Leina Thurn ’20, who is pursuing a certificate in art and archaeology and plans to become an archaeologist, said she learned excavation techniques during the course that will help with her career.

“Usually if people want to get engaged in this kind of field work, they have to do a summer dig or excavation somewhere around the world,” Thurn said. “Doing the digging during the school year is a very different process.”

Catts said it was unlikely that human remains would be discovered, pointing out that only about a dozen bodies have been found on Revolutionary War battlefields. Among the factors, he said, are the small number of burials that occurred on battlefields, the shallow graves that could be easily uncovered by animals, and the fact that bodies were often stripped of clothing, weapons, and other military items.

Over the course of the semester, about half of the meetings took place in the classroom, where students learned about the context of the Battle of Princeton. Students also studied the “second battle of Princeton,” a recently resolved legal dispute between the Institute for Advanced Study and the Princeton Battlefield Society over the construction of institute buildings on the battlefield site. They studied paintings at the Princeton University Art Museum that depict the battle, and visited the University Library’s Department of Rare Books and Special Collections to learn how to put their excavated artifacts into a historical record.
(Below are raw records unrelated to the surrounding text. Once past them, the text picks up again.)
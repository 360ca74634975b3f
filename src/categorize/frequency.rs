//! Frequency-threshold categorization.

use smol_str::{SmolStr, format_smolstr};

use super::{AmrStats, CategoryDecision, Categorizer, Thresholds};
use crate::base::NodeIdx;
use crate::base::constants::{
    DATE_LABEL, ENT_PREFIX, NAME_REL, NE_PREFIX, NONPRED_LABEL, NUMBER_LABEL, PRED_LABEL,
    WIKI_REL,
};
use crate::graph::SemanticGraph;

/// The default oracle, backed by frozen corpus statistics.
///
/// | node                         | symbol          | descends into          |
/// |------------------------------|-----------------|------------------------|
/// | named-entity root            | `NE_<concept>`  | all but `name`, `wiki` |
/// | `date-entity`                | `DATE`          | nothing                |
/// | other `*-entity`/`*-quantity`| `ENT_<concept>` | nothing                |
/// | numeric constant             | `NUMBER`        | -                      |
/// | rare predicate¹              | `PRED`          | all                    |
/// | rare other concept¹          | `NONPRED`       | all                    |
/// | anything else                | literal         | all                    |
///
/// ¹ only with `index_unknown`, when the corpus count is below the threshold.
#[derive(Clone, Copy, Debug)]
pub struct FrequencyCategorizer<'a> {
    stats: &'a AmrStats,
    index_unknown: bool,
}

impl<'a> FrequencyCategorizer<'a> {
    pub fn new(stats: &'a AmrStats) -> Self {
        Self {
            stats,
            index_unknown: false,
        }
    }

    /// Replace rare concepts by `PRED` / `NONPRED` categories.
    pub fn with_index_unknown(mut self, index_unknown: bool) -> Self {
        self.index_unknown = index_unknown;
        self
    }
}

fn all_relations(graph: &SemanticGraph, node: NodeIdx) -> Vec<SmolStr> {
    graph.children(node).map(|(_, e)| e.label.clone()).collect()
}

impl Categorizer for FrequencyCategorizer<'_> {
    fn categorize(
        &self,
        graph: &SemanticGraph,
        node: NodeIdx,
        thresholds: Thresholds,
    ) -> CategoryDecision {
        let n = graph.node(node);

        if graph.is_named_entity(node) {
            return CategoryDecision::category(format_smolstr!("{NE_PREFIX}{}", n.concept))
                .excluding([NAME_REL, WIKI_REL]);
        }
        if n.is_date_entity() {
            return CategoryDecision::category(DATE_LABEL).excluding(all_relations(graph, node));
        }
        if n.is_entity_concept() {
            return CategoryDecision::category(format_smolstr!("{ENT_PREFIX}{}", n.concept))
                .excluding(all_relations(graph, node));
        }
        if n.is_const() {
            return if n.is_number() {
                CategoryDecision::category(NUMBER_LABEL)
            } else {
                CategoryDecision::literal(n.concept.clone())
            };
        }

        if self.index_unknown {
            if n.is_predicate() {
                if self.stats.predicate_count(&n.concept) < thresholds.pred {
                    return CategoryDecision::category(PRED_LABEL);
                }
            } else if self.stats.nonpredicate_count(&n.concept) < thresholds.var {
                return CategoryDecision::category(NONPRED_LABEL);
            }
        }
        CategoryDecision::literal(n.concept.clone())
    }
}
“We’re hoping that these different perspectives can help us understand the battle and its larger context in a much more complete and accurate way than has been done in the past,” DeLue said.

Students also planned walking tours of the battlefield, the campus, and the town in the context of the Battle of Princeton.

Catts said he hopes the course is offered in future years and that the excavation work can continue.

“This is a nationally significant site, and I think it gets downplayed as if it’s not that important,” he said. “We tend to think of the American Revolution as a foregone conclusion, but that was certainly not the case in January 1777. This was a turning point in the war — Trenton and Princeton had a big effect on the way that [the Americans] processed the war after that. Things could have gone very differently if this battle had not turned out the way it did.”